───── INFORMATION PROVIDED ─────

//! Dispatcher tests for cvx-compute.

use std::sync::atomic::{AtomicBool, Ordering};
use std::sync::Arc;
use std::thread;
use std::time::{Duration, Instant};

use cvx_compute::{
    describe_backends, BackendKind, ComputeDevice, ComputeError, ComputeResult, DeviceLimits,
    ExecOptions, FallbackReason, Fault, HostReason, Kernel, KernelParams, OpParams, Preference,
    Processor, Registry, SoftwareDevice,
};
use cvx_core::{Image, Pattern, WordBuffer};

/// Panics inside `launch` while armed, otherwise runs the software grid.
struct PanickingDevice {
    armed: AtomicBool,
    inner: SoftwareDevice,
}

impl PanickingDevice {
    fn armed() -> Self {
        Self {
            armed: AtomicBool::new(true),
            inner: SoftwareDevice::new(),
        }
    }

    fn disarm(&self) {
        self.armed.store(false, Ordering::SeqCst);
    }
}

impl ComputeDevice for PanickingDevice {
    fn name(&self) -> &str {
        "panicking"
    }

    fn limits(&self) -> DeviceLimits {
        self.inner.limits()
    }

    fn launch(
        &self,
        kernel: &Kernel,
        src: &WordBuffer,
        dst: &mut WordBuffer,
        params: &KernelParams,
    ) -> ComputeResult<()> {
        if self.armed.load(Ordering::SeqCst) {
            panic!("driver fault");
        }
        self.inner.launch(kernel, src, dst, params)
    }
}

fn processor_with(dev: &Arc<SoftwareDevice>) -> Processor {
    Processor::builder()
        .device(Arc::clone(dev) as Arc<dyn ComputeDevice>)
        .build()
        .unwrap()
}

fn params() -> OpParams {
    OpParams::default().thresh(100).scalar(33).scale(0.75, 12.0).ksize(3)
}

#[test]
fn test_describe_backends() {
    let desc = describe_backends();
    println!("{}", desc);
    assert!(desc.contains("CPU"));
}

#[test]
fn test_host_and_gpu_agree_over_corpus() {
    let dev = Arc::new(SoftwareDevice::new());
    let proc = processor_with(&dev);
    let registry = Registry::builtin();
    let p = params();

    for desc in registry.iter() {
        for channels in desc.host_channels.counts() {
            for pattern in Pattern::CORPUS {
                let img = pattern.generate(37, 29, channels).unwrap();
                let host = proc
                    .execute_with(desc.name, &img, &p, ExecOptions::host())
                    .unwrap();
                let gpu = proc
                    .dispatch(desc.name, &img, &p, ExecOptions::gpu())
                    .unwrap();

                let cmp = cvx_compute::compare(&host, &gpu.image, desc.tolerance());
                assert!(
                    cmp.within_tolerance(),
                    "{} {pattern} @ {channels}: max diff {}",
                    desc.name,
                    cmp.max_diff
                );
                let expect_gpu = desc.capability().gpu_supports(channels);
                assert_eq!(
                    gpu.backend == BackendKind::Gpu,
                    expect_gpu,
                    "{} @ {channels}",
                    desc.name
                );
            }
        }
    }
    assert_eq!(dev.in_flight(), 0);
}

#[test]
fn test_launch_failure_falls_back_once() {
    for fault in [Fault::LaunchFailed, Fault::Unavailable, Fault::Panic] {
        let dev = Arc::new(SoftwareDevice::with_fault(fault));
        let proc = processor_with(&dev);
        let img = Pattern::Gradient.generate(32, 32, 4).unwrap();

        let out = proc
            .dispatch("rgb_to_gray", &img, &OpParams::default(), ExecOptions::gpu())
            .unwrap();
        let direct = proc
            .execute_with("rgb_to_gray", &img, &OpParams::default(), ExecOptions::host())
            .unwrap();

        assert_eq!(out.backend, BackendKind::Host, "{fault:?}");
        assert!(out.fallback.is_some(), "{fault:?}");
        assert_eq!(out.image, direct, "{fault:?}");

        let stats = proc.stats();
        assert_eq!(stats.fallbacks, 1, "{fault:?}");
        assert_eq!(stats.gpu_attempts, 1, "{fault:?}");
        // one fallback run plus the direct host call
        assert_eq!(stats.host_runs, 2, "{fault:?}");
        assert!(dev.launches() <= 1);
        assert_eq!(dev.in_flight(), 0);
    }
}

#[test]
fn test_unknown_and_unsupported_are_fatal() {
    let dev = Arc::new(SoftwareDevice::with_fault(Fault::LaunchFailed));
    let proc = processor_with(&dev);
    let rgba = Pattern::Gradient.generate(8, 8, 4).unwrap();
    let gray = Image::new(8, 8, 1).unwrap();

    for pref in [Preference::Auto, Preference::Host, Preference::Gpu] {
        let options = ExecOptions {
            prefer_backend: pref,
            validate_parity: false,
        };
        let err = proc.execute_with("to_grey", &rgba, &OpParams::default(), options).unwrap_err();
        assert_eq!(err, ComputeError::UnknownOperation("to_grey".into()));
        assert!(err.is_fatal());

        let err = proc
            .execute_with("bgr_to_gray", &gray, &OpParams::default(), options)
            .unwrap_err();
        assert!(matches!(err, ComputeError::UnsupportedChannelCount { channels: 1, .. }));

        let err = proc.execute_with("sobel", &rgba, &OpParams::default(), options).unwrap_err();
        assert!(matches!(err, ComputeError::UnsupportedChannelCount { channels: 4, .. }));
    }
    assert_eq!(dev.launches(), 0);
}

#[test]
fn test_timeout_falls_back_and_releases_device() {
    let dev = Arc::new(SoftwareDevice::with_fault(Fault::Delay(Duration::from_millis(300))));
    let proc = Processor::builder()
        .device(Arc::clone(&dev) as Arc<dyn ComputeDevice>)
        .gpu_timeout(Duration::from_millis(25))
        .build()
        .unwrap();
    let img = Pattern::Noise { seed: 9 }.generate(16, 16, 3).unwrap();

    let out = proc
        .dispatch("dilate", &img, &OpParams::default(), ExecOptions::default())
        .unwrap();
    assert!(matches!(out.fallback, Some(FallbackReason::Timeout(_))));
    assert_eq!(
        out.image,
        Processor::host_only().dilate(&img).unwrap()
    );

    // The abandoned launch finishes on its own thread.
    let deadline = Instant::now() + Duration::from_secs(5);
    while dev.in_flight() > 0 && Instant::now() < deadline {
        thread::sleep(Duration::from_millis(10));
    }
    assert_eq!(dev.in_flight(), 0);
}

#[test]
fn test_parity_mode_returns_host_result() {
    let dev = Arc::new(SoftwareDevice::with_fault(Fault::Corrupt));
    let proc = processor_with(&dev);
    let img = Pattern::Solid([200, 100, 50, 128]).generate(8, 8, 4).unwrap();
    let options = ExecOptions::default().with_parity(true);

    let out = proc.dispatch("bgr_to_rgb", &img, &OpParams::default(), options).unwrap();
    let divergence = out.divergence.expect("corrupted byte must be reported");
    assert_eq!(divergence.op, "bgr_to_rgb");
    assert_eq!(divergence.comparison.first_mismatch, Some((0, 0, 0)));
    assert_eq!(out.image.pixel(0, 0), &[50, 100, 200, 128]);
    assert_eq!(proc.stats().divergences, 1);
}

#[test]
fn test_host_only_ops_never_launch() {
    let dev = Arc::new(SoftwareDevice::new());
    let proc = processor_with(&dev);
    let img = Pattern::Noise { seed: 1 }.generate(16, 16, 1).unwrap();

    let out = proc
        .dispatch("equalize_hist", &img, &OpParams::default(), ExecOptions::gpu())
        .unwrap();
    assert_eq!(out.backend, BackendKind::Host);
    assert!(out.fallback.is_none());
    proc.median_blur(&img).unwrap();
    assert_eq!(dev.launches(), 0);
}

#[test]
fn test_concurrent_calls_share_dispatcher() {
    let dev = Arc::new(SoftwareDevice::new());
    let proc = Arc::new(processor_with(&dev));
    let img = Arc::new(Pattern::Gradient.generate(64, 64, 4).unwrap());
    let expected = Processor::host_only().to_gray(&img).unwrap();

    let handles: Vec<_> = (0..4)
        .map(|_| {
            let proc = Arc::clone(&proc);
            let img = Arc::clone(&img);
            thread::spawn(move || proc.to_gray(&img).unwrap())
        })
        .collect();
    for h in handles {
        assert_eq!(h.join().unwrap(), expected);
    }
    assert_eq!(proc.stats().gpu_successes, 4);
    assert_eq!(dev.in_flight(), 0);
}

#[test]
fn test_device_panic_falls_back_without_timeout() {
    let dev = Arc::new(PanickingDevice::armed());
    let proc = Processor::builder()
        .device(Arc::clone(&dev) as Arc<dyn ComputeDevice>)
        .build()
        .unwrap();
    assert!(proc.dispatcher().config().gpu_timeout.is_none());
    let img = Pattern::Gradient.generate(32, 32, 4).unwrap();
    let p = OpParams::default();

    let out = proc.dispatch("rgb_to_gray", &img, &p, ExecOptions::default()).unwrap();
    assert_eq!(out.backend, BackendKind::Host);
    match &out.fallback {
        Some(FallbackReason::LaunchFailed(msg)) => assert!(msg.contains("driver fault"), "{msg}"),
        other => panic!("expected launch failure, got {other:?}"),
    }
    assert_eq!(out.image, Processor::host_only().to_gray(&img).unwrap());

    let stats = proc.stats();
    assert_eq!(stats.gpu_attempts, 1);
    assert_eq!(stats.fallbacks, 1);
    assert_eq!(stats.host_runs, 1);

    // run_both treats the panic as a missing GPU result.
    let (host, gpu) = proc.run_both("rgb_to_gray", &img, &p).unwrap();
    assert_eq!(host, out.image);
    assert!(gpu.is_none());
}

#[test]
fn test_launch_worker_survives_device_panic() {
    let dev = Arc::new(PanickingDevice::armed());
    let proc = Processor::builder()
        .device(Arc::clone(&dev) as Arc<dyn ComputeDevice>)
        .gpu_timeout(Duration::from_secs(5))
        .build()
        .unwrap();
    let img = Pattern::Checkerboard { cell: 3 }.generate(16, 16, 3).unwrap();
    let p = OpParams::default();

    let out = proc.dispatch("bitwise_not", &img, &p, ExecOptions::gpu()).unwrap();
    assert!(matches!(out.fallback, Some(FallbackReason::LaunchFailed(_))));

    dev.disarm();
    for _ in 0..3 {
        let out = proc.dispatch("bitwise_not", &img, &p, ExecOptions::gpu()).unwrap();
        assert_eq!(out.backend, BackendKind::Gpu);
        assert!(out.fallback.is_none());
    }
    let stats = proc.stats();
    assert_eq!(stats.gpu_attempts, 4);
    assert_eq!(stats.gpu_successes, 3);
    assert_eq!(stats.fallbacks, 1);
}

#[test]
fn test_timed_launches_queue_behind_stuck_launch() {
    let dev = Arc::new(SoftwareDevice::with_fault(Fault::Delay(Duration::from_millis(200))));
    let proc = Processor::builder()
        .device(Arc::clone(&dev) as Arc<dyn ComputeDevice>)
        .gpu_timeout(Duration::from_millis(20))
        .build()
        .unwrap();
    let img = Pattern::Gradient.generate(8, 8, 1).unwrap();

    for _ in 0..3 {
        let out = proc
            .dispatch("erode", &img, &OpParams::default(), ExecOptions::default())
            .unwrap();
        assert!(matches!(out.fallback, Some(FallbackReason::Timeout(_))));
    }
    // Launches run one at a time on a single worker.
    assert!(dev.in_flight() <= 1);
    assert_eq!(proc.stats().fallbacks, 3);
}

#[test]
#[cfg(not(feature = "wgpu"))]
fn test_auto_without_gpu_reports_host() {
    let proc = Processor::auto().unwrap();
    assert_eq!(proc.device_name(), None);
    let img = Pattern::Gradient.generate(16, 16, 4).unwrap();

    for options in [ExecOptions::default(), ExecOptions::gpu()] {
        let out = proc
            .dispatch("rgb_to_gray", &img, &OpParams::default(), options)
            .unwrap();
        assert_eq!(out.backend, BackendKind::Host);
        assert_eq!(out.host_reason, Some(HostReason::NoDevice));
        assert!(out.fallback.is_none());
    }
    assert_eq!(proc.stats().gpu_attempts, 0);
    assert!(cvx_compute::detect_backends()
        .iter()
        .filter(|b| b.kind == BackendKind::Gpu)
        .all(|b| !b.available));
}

─────

YOUR INSTRUCTIONS: Extract, please, the lines from the start of the entries above through the one with "the software grid.", both included, reproducing each exactly and adding nothing.

SOLUTION TO THE EXERCISE:
//! Dispatcher tests for cvx-compute.

use std::sync::atomic::{AtomicBool, Ordering};
use std::sync::Arc;
use std::thread;
use std::time::{Duration, Instant};

use cvx_compute::{
    describe_backends, BackendKind, ComputeDevice, ComputeError, ComputeResult, DeviceLimits,
    ExecOptions, FallbackReason, Fault, HostReason, Kernel, KernelParams, OpParams, Preference,
    Processor, Registry, SoftwareDevice,
};
use cvx_core::{Image, Pattern, WordBuffer};

/// Panics inside `launch` while armed, otherwise runs the software grid.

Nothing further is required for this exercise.